The Court held, first, that MVAIC has a statutory lien for $12,124.03 under Insurance Law §5104 (b). Under §§ 1.15 (c) (1) and (c) (4) of the Rules of Professional Conduct, Bader, as Pope’s attorney, was required to notify MVAIC of the settlement and to promptly pay MVAIC’s lien. Because Bader and Pope settled without plaintiff’s knowledge or consent, held the Court, MVAIC is entitled to judgment on liability against Bader and Pope as a matter of law.
But with regard to MVAIC’s claim of 22% in legal fees on the $12,124.03 in outstanding debt under State Finance Law § 18, the Court disagreed. This statute provides that a debtor who owes money to a state agency and fails to make payment of the debt within 90 days of receipt of notice that the debt is owed is liable for “an additional collection fee charge to cover the cost of processing, handling and collecting such debt, not to exceed twenty-two percent of the outstanding debt.” Here, MVAIC did not introduce evidence establishing that either Bader or Pope received a billing invoice or notice that might start the 90-day statutory clock running.
Then, Bader and Pope sought an order pursuant to CPLR 1006 (f) permitting Bader to deduct its charging lien from the settlement funds (leaving $24,996), and then either pay those remaining funds into court, deliver the funds to a person designated by the court, or to retain the funds to the credit of the action; discharging Bader and Pope from liability to any party; and dismissing the cross-claims against Bader and Pope.

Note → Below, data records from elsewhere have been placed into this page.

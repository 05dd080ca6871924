use std::collections::HashMap;

use ndarray::{ArrayD, Zip};

use super::{LrMultipliers, Optimizer};
use crate::{Gradients, MlErr, Params, Result};

/// Gradient descent with momentum.
///
/// For every parameter `p` with gradient `g`:
/// `v = momentum * v - lr * multiplier(p) * g` and then `p += v`.
///
/// Velocities are zero-initialized the first time a parameter is updated and
/// persist across calls for the lifetime of the optimizer.
#[derive(Debug)]
pub struct GradientDescentWithMomentum {
    momentum: f32,
    multipliers: LrMultipliers,
    velocity: HashMap<String, ArrayD<f32>>,
}

impl GradientDescentWithMomentum {
    /// Creates a new `GradientDescentWithMomentum` optimizer.
    ///
    /// # Arguments
    /// * `momentum` - The decay of the accumulated velocity, `0` reduces it to plain gradient descent.
    /// * `multipliers` - The per parameter scale of the learning rate.
    pub fn new(momentum: f32, multipliers: LrMultipliers) -> Self {
        Self {
            momentum,
            multipliers,
            velocity: HashMap::new(),
        }
    }

    pub fn momentum(&self) -> f32 {
        self.momentum
    }

    pub fn multipliers(&self) -> &LrMultipliers {
        &self.multipliers
    }

    /// Applies one update step with an explicit `momentum`.
    ///
    /// # Arguments
    /// * `params` - The parameters that are going to be modified.
    /// * `grads` - One gradient per parameter, keyed by name.
    /// * `learning_rate` - The base step length.
    /// * `momentum` - The velocity decay used for this step.
    pub fn update(
        &mut self,
        params: &mut Params,
        grads: &Gradients,
        learning_rate: f32,
        momentum: f32,
    ) -> Result<()> {
        params.check_gradients(grads)?;

        for (name, w) in params.iter_mut() {
            let lr = learning_rate * self.multipliers.get(name);
            let v = self
                .velocity
                .entry(name.to_string())
                .or_insert_with(|| ArrayD::zeros(w.raw_dim()));

            Zip::from(w)
                .and(v)
                .and(&grads[name])
                .for_each(|w, v, g| {
                    *v = momentum * *v - lr * g;
                    *w += *v;
                });
        }

        Ok(())
    }

    /// The velocity of every parameter in declaration order, zeros for parameters
    /// that were never updated.
    pub fn velocity(&self, params: &Params) -> Vec<ArrayD<f32>> {
        params
            .iter()
            .map(|(name, w)| match self.velocity.get(name) {
                Some(v) => v.clone(),
                None => ArrayD::zeros(w.raw_dim()),
            })
            .collect()
    }

    /// Replaces the velocity state, `velocity` being in the declaration order of `params`.
    pub fn set_velocity(&mut self, params: &Params, velocity: Vec<ArrayD<f32>>) -> Result<()> {
        if velocity.len() != params.len() {
            return Err(MlErr::SnapshotMismatch {
                got: velocity.len(),
                expected: params.len(),
            });
        }

        for ((name, w), v) in params.iter().zip(&velocity) {
            if v.shape() != w.shape() {
                return Err(MlErr::ShapeMismatch {
                    name: name.to_string(),
                    got: v.shape().to_vec(),
                    expected: w.shape().to_vec(),
                });
            }
        }

        self.velocity = params
            .names()
            .iter()
            .cloned()
            .zip(velocity)
            .collect();

        Ok(())
    }

    /// Forgets every accumulated velocity.
    pub fn reset(&mut self) {
        self.velocity.clear();
    }
}

impl Optimizer for GradientDescentWithMomentum {
    fn update_params(
        &mut self,
        params: &mut Params,
        grads: &Gradients,
        learning_rate: f32,
    ) -> Result<()> {
        self.update(params, grads, learning_rate, self.momentum)
    }
}
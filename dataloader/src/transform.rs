use std::{
    fs,
    path::{Path, PathBuf},
};

use image::{DynamicImage, ImageError, imageops::FilterType};
use ndarray::{Array3, ArrayView3};
use safetensors::{SafeTensors, tensor::Dtype as TensorDtype};
use serde::Deserialize;

use crate::{DataErr, Result};

/// The name of the tensor holding the pixels of a pre-baked `.safetensors` item.
pub const ITEM_TENSOR: &str = "im";

/// How raw items are turned into `[C, H, W]` tensors.
#[derive(Debug, Clone, Deserialize)]
pub struct ImageTransformConfig {
    /// The target height.
    pub height: u32,
    /// The target width.
    pub width: u32,
    /// Produce a single channel instead of three.
    #[serde(default)]
    pub greyscale: bool,
    /// Scale 8-bit pixels into `[0, 1]`.
    #[serde(default = "default_normalize")]
    pub normalize: bool,
    /// An image or `.safetensors` item of exactly the target shape, subtracted from
    /// every item.
    #[serde(default)]
    pub mean_image: Option<PathBuf>,
}

fn default_normalize() -> bool {
    true
}

impl ImageTransformConfig {
    pub fn new(height: u32, width: u32) -> Self {
        Self {
            height,
            width,
            greyscale: false,
            normalize: true,
            mean_image: None,
        }
    }

    /// The `[C, H, W]` shape of a transformed item.
    pub fn shape(&self) -> [usize; 3] {
        let channels = if self.greyscale { 1 } else { 3 };
        [channels, self.height as usize, self.width as usize]
    }
}

/// The validated item transform pipeline.
///
/// Decodes raw bytes, resizes to the target shape, reorders channels to `[C, H, W]`,
/// normalizes and finally subtracts the mean image if one was configured.
#[derive(Debug, Clone)]
pub struct ImageTransform {
    config: ImageTransformConfig,
    mean: Option<Array3<f32>>,
}

impl ImageTransform {
    /// Validates `config` and loads its mean image.
    ///
    /// # Returns
    /// `DataErr::Config` if the target shape is empty or the mean image can't be loaded
    /// or has a different shape than the target.
    pub fn new(config: ImageTransformConfig) -> Result<Self> {
        if config.height == 0 || config.width == 0 {
            return Err(DataErr::Config(format!(
                "target shape must be non-empty, got {}x{}",
                config.height, config.width
            )));
        }

        let mut transform = Self { config, mean: None };

        if let Some(path) = transform.config.mean_image.clone() {
            let mean = transform
                .decode_mean(&path)
                .map_err(|e| DataErr::Config(format!("cannot load mean image: {e}")))?;

            transform.mean = Some(mean);
        }

        Ok(transform)
    }

    pub fn config(&self) -> &ImageTransformConfig {
        &self.config
    }

    /// The `[C, H, W]` shape of a transformed item.
    pub fn shape(&self) -> [usize; 3] {
        self.config.shape()
    }

    /// Reads and transforms the item at `path`.
    ///
    /// # Returns
    /// The item tensor, `DataErr::Read` if the file is missing or unreadable and
    /// `DataErr::Corrupt` if it can't be decoded or has the wrong shape.
    pub fn load(&self, path: &Path) -> Result<Array3<f32>> {
        let mut item = self.decode(path)?;

        if let Some(mean) = &self.mean {
            item -= mean;
        }

        Ok(item)
    }

    fn decode(&self, path: &Path) -> Result<Array3<f32>> {
        match is_tensor_file(path) {
            true => self.decode_tensor(path),
            false => self.decode_image(path),
        }
    }

    /// Decodes the mean image, which must already have the target shape.
    fn decode_mean(&self, path: &Path) -> Result<Array3<f32>> {
        if is_tensor_file(path) {
            return self.decode_tensor(path);
        }

        let img = open_image(path)?;
        let [c, h, w] = self.shape();
        let channels = if img.color().has_color() { 3 } else { 1 };
        let native = [channels, img.height() as usize, img.width() as usize];

        if native != [c, h, w] {
            return Err(DataErr::corrupt(
                path,
                format!("mean shape {native:?} differs from the target shape {:?}", [c, h, w]),
            ));
        }

        self.to_chw(&img, path)
    }

    fn decode_image(&self, path: &Path) -> Result<Array3<f32>> {
        let img = open_image(path)?;
        self.to_chw(&img, path)
    }

    /// Resizes `img` to the target shape and reorders it to `[C, H, W]`.
    fn to_chw(&self, img: &DynamicImage, path: &Path) -> Result<Array3<f32>> {
        let [c, h, w] = self.shape();
        let (width, height) = (self.config.width, self.config.height);

        let raw = match self.config.greyscale {
            true => image::imageops::resize(&img.to_luma8(), width, height, FilterType::Nearest)
                .into_raw(),
            false => image::imageops::resize(&img.to_rgb8(), width, height, FilterType::Nearest)
                .into_raw(),
        };

        let hwc = ArrayView3::from_shape((h, w, c), &raw[..])
            .map_err(|e| DataErr::corrupt(path, e))?;

        let scale = self.scale();
        let chw = hwc.permuted_axes([2, 0, 1]).mapv(|p| p as f32 * scale);

        Ok(chw.as_standard_layout().into_owned())
    }

    fn decode_tensor(&self, path: &Path) -> Result<Array3<f32>> {
        let bytes = fs::read(path).map_err(|e| DataErr::read(path, e))?;
        let st = SafeTensors::deserialize(&bytes).map_err(|e| DataErr::corrupt(path, e))?;
        let tv = st
            .tensor(ITEM_TENSOR)
            .map_err(|e| DataErr::corrupt(path, e))?;

        let expected = self.shape();
        let shape = match *tv.shape() {
            [h, w] => [1, h, w],
            [c, h, w] => [c, h, w],
            ref other => {
                return Err(DataErr::corrupt(
                    path,
                    format!("tensor '{ITEM_TENSOR}' has rank {}, expected 2 or 3", other.len()),
                ));
            }
        };

        if shape != expected {
            return Err(DataErr::corrupt(
                path,
                format!("item shape {shape:?} differs from the target shape {expected:?}"),
            ));
        }

        let data = tv.data();
        let values: Vec<f32> = match tv.dtype() {
            TensorDtype::F32 => data
                .chunks_exact(4)
                .map(|b| f32::from_le_bytes([b[0], b[1], b[2], b[3]]))
                .collect(),
            TensorDtype::U8 => {
                let scale = self.scale();
                data.iter().map(|&p| p as f32 * scale).collect()
            }
            other => {
                return Err(DataErr::corrupt(
                    path,
                    format!("unsupported item dtype {other:?}"),
                ));
            }
        };

        let [c, h, w] = shape;
        Array3::from_shape_vec((c, h, w), values).map_err(|e| DataErr::corrupt(path, e))
    }

    fn scale(&self) -> f32 {
        match self.config.normalize {
            true => 1.0 / 255.0,
            false => 1.0,
        }
    }
}

fn open_image(path: &Path) -> Result<DynamicImage> {
    image::open(path).map_err(|e| match e {
        ImageError::IoError(e) => DataErr::read(path, e),
        e => DataErr::corrupt(path, e),
    })
}

fn is_tensor_file(path: &Path) -> bool {
    path.extension().is_some_and(|ext| ext == "safetensors")
}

But “for this court to grant relief under CPLR 1006 (f), Bader must be a mere stakeholder—a holder of funds who is exposed to multiple liability as the result of adverse claims on those funds.” Here, Bader is not a mere stakeholder.
Bader’s failure promptly to notify MVAIC of the settlement, repay the lien, or commence an interpleader action under CPLR 1006 exposed Bader and Pope to personal liability to MVAIC. (See Disciplinary Rule 9-102 [c] [1] [“A lawyer shall promptly notify a . . . third person of the receipt of funds, securities, or other properties in which the client or third person has an interest.”].) When an independent claim exists against the holder of the funds at issue, the holder is not a mere stakeholder entitled to relief under CPLR 1006.
Bader contended that the delay in payment of the settlement funds resulted simply from doubt over which parties’ lien should be repaid from those funds. Each competing claim, though, must rest on a reasonable basis. “Here, the relevant law should have demonstrated to Bader’s satisfaction that MVAIC’s statutory lien attached to the settlement funds after Bader’s charging lien, but before OCSS’s and IREA’s liens,” because statutory liens take precedence over personal liens as well as welfare liens.
MVAIC is an insurer holding a lien conferred by statute to secure the repayment of no-fault benefits. (See Insurance Law § 5104 (b).) “The purported conflicting liens did not provide a reasonable basis for Bader to withhold funds.”
Bader did not interplead OCSS and IREA until six months after MVAIC filed this lawsuit, over one year after the third-party settlement with Haidara. Bader and Pope were aware of MVAIC’s, OCSS’s, and IREA’s liens at the time they settled with Haidara but did nothing with the funds. Bader and Pope did not provide a reasonable basis for this delay. “This failure, and their exposure to liability, establish that Bader and Pope are not mere stakeholders entitled to relief under CPLR 1006. Bader and Pope cannot pay the settlement funds into this court, be discharged of liability, or have the cross-claims dismissed.”
As a result, MVAIC was awarded summary judgment for the amount of the lien (plus interest), but its bid for a 22% legal fee was denied. Bader was granted permission to deduct its charging lien for legal fees from the settlement funds, pay MVAIC from the remaining funds, then repay OCSS’s and IREA’s liens to the extent possible with the funds left over, before Pope may recover.
Comment
Therefore, the order of priority is: attorney’s fee, statutory liens, then welfare and child support liens. Only after these are paid does the injured claimant get the remainder.